Nel Febbraio del 1938 andò un’altra volta a Vienna: Per incarico dei Legittimisti di Parigi si impegnò, immediatamente prima dell’”Annessione” dell’Austria alla Germania, per un colloquio con il cancelliere federale Schuschnigg. All’ultimo momento si volle evitare l’annessione imminente. (Otto d’Asburgo propose all’epoca in una lettera a Schuschnigg di dargli l’incarico di cancelliere.) Roth venne accolto solo da Skubl, il questore di Vienna, che gli consigliò di lasciare l’Austria. Questo soggiorno a Vienna portò il commiato dagli amici austriaci. Franz Theodor Csokor ha riferito sull’incontro con Roth nell’hotel “Bristol”.
Già prima di questo viaggio Irmgard Keun si era separata da Roth a Parigi. “Avevo la sensazione di essere scappata da un peso insopportabile.” Si trasferì a Nizza con un ufficiale della marina francese.

Mentre i lavori giornalistici di Roth in esilio erano soprattutto al servizio della discussione politica – per i saggi culturali nel senso più stretto ora gli mancano i giornali addatti -, nei suoi romanzi e nelle novelle di solito fugge dalla problematica del presente.
La prima opera in esilio di Roth è del 1933, quando comincia a Parigi il romanzo Tarabas. Un ospite su questa terra. In una lettera a Zweig del 22 Maggio 1933 appare pieno di fiducia in se stesso: Argomento splendido, lontano dalla Germania, ma con una relazione evidente con essa, si svolge nella regione del confine orientale. PAR DISCRETION: St. Julien l’hospitalier in versione moderna, al posto degli animali: ebrei, e alla fine il rapimento. Molto cattolico. – Ho trovato l’argomento in un giornale ucraino. È perfetto.

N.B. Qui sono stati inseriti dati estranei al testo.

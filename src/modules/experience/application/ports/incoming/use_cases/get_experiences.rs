use async_trait::async_trait;

use crate::modules::experience::application::domain::entities::Experience;

#[derive(Debug, Clone, thiserror::Error)]
pub enum GetExperiencesError {
    #[error("Query error: {0}")]
    QueryError(String),
}

#[async_trait]
pub trait GetExperiencesUseCase: Send + Sync {
    async fn execute(&self) -> Result<Vec<Experience>, GetExperiencesError>;
}
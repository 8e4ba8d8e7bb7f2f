use actix_web::{get, web, Responder};
use tracing::error;

use crate::auth::adapter::incoming::web::extractors::auth::AdminUser;
use crate::auth::application::domain::entities::UserId;
use crate::auth::application::use_cases::fetch_admin::FetchAdminError;
use crate::shared::api::ApiResponse;
use crate::AppState;

#[utoipa::path(
    get,
    path = "/api/admin/auth",
    tag = "admin",
    security(("BearerAuth" = [])),
    responses(
        (status = 200, description = "Admin profile", body = crate::api::schemas::Envelope),
        (status = 401, description = "Missing or invalid token", body = crate::api::schemas::Envelope),
        (status = 404, description = "User not found", body = crate::api::schemas::Envelope),
    )
)]
#[get("/api/admin/auth")]
pub async fn fetch_admin_handler(user: AdminUser, data: web::Data<AppState>) -> impl Responder {
    match data.admin.fetch.execute(UserId::from(user.user_id)).await {
        Ok(profile) => ApiResponse::success("User profile fetched successfully", profile),

        Err(FetchAdminError::NotFound) => ApiResponse::not_found("User not found"),

        Err(FetchAdminError::QueryError(e)) => {
            error!("Failed to fetch admin profile {}: {}", user.user_id, e);
            ApiResponse::internal_error("Failed to fetch user profile")
        }
    }
}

Tarabas ricorda non solo il “San Giuliano l’ospitale - La Legende de Saint Julien l'Hospitalier” di Flaubert, ma anche il “Delitto e castigo” di Dostoevskij, ed è la storia delle strade sbagliate e il ritorno a casa di un figlio, in Russia, in America (New York) e di nuovo in Russia. Roth ricorre ai vecchi argomenti della sua patria. Perciò l’esecuzione dettagliata non gli era difficile (originariamente sperava di poter scrivere il romanzo nel giro di tre mesi). E quando mai avrebbe avuto difficoltà di scrivere, dove ora addirittura si rifugiava per dimenticare? Ma proprio da lì adesso sorge un problema artistico: Tarabas soffre di troppi svolgimenti innaturali che si susseguono senza un concetto convincente.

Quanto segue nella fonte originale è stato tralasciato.